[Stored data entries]

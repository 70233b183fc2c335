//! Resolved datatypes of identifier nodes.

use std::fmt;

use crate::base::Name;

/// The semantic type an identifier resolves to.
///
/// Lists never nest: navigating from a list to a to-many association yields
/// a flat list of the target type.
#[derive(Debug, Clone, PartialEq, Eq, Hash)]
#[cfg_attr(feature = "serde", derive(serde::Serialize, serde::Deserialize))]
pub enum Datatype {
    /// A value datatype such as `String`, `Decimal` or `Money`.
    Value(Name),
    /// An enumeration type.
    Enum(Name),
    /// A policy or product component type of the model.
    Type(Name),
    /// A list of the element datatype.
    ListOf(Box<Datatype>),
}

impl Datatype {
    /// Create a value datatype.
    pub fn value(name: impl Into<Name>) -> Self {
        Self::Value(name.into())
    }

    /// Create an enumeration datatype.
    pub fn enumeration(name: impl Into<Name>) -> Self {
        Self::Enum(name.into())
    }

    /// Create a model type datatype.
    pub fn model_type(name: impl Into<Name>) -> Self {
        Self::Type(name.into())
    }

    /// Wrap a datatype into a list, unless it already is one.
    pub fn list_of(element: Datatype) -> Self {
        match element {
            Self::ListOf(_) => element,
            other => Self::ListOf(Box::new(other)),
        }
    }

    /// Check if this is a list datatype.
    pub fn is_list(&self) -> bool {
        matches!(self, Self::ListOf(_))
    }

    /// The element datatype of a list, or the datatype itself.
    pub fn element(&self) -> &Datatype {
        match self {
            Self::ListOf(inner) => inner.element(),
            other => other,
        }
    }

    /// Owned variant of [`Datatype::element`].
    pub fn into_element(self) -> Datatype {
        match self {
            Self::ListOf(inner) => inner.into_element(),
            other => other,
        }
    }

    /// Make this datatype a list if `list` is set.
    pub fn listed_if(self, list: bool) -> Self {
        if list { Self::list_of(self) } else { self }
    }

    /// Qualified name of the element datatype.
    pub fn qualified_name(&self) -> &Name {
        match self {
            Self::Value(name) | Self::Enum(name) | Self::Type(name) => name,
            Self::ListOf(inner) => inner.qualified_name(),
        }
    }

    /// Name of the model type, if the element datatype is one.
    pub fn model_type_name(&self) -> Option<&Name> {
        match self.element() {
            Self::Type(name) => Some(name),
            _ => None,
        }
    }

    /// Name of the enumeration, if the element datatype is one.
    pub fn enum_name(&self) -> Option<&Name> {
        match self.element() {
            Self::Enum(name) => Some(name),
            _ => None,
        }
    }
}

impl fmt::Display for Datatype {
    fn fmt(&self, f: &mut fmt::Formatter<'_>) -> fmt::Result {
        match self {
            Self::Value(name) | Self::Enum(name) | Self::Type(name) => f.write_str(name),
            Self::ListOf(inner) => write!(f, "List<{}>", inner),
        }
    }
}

* * *

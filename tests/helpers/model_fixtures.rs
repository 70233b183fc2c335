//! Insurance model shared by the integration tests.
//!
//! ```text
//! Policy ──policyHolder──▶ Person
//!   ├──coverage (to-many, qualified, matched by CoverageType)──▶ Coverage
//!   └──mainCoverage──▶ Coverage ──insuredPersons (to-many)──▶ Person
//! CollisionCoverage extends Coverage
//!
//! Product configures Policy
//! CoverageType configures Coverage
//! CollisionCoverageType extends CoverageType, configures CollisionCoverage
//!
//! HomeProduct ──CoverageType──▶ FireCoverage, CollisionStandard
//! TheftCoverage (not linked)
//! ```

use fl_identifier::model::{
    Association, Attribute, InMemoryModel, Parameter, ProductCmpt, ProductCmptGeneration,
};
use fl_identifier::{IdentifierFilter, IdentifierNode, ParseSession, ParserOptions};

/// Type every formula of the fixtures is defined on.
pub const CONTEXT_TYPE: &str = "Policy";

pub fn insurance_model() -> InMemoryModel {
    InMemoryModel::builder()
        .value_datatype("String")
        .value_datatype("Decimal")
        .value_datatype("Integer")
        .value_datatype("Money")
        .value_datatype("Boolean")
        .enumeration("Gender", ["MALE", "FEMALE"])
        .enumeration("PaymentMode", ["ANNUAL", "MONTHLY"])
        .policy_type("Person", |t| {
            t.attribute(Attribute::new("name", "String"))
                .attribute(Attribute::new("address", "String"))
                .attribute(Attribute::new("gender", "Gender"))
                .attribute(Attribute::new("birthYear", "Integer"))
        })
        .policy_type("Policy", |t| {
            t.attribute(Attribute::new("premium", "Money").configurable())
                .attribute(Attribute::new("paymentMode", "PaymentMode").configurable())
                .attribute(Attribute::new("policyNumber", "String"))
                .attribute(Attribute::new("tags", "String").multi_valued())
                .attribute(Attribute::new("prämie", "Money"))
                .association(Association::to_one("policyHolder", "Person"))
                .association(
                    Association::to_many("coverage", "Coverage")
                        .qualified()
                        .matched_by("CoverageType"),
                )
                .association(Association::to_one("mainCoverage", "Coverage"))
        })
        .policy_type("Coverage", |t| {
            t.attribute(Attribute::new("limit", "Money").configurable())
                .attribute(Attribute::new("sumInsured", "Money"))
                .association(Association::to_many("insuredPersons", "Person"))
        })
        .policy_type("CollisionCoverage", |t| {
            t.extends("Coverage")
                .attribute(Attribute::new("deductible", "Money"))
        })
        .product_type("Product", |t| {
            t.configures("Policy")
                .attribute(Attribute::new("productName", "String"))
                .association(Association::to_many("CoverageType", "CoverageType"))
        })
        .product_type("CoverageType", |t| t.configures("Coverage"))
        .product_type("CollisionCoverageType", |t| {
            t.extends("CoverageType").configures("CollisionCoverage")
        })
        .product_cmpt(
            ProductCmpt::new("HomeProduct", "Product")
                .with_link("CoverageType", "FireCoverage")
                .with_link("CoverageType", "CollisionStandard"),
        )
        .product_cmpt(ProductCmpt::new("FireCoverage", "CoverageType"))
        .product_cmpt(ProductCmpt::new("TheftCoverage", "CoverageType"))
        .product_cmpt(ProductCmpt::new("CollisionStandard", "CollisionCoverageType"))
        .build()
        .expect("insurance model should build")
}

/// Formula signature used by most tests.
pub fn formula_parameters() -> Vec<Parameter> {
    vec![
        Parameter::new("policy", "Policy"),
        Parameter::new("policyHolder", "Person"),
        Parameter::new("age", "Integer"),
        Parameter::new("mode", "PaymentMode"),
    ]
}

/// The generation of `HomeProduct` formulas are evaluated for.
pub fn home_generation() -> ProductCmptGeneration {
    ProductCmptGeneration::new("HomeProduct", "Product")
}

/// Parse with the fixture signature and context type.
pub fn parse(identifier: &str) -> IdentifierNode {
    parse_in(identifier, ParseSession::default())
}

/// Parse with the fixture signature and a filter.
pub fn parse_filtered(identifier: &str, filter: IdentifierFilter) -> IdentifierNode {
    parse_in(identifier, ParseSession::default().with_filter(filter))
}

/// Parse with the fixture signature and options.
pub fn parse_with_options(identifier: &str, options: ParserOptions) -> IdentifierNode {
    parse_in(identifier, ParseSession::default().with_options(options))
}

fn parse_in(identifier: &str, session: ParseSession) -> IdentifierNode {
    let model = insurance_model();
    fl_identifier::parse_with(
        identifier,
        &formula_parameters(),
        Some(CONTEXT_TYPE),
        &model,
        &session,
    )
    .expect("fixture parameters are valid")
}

▸ **ASSIGNED TASK**: Whenever a line in the records contains the word "Create", copy that line.

▸ **REPLY TO THE TASK**:
    /// Create a value datatype.
    /// Create an enumeration datatype.
    /// Create a model type datatype.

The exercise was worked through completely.